### Problem to solve
Only one portion of the data is to be written out: from the line bearing "pub(crate) struct FlightRegistry" through the line bearing "a subsequent force.". Write it exactly as it appears.

━━━ Data

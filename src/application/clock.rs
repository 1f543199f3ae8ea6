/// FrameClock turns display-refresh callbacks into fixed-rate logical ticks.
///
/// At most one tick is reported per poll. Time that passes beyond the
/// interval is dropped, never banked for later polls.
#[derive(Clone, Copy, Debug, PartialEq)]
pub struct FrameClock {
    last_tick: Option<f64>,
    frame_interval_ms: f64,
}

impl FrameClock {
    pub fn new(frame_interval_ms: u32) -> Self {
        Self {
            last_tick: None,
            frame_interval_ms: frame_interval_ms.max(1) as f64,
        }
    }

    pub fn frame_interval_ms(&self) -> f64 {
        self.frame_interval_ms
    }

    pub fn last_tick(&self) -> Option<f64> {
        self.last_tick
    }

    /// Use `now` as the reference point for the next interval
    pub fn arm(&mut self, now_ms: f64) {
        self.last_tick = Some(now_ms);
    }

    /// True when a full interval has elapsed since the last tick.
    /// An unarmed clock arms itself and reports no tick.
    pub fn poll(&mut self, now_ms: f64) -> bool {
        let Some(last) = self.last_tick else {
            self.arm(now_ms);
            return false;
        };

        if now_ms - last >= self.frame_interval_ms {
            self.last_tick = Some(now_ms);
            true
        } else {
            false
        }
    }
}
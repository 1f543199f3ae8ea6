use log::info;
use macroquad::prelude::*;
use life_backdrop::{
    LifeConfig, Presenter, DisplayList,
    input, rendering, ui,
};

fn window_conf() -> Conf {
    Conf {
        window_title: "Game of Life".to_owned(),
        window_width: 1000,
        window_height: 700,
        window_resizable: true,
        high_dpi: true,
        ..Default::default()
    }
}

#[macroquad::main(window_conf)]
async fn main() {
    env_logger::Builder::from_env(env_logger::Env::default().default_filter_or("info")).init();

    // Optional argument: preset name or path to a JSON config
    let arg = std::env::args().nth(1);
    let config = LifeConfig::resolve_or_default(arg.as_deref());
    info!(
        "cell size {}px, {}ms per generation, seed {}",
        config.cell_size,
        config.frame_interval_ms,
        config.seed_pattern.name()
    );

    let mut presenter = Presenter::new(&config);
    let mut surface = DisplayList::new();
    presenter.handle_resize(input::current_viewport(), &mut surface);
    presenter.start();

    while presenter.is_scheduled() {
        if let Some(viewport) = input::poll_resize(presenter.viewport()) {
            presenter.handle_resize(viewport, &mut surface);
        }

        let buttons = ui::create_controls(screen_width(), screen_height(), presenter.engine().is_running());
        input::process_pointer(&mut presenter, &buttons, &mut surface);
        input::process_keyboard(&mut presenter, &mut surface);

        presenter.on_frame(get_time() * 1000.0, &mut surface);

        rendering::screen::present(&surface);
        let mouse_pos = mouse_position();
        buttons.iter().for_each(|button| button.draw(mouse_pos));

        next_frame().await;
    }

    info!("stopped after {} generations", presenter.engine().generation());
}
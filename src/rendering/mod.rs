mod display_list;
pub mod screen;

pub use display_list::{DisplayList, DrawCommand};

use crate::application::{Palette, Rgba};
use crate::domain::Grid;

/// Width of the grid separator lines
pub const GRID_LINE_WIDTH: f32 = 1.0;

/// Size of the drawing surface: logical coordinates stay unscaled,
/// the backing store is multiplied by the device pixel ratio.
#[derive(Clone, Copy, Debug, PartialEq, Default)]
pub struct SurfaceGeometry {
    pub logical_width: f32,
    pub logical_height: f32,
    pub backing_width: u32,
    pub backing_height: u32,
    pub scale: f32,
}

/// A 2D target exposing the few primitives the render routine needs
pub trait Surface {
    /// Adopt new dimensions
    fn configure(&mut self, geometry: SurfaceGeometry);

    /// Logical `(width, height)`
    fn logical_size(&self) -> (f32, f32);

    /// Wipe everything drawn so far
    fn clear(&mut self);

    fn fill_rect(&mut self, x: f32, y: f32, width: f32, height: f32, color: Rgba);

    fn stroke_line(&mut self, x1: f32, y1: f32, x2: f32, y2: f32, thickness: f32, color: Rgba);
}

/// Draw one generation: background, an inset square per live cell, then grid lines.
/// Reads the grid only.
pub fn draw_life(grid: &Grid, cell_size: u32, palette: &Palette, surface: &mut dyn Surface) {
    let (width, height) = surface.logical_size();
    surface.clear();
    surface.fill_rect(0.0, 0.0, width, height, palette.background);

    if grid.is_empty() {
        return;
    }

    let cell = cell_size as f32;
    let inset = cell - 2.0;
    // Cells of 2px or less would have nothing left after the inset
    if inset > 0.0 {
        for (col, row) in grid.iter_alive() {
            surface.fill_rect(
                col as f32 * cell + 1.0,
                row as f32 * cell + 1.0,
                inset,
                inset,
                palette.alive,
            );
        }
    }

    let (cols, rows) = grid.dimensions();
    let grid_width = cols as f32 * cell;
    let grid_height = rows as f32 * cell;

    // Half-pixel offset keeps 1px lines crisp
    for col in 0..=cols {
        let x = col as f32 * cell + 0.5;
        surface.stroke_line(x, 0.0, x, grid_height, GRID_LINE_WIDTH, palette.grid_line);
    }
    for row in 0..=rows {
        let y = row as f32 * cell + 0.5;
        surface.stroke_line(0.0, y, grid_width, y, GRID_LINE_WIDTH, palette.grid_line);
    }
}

━━━━━━
━━━ Data

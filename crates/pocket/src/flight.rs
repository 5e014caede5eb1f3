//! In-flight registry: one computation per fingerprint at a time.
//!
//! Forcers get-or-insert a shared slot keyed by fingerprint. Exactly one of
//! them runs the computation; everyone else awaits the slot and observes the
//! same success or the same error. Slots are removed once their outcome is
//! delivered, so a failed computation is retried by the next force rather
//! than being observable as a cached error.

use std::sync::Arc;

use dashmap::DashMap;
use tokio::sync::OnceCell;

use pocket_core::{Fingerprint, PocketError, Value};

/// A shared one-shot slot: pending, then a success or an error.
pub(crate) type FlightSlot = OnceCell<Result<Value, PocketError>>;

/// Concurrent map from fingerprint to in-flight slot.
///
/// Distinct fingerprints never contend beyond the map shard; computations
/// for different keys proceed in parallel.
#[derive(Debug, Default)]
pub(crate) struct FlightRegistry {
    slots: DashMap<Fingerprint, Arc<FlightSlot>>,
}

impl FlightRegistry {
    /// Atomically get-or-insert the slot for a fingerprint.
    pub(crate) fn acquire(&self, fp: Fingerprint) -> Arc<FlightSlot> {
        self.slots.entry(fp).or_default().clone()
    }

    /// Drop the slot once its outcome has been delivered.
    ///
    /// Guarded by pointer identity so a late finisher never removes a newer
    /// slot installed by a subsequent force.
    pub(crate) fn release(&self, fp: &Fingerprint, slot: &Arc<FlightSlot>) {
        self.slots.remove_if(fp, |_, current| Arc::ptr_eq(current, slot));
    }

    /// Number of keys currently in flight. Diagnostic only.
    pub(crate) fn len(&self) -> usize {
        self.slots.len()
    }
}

━━━━━━

### Your response
pub(crate) struct FlightRegistry {
    slots: DashMap<Fingerprint, Arc<FlightSlot>>,
}

impl FlightRegistry {
    /// Atomically get-or-insert the slot for a fingerprint.
    pub(crate) fn acquire(&self, fp: Fingerprint) -> Arc<FlightSlot> {
        self.slots.entry(fp).or_default().clone()
    }

    /// Drop the slot once its outcome has been delivered.
    ///
    /// Guarded by pointer identity so a late finisher never removes a newer
    /// slot installed by a subsequent force.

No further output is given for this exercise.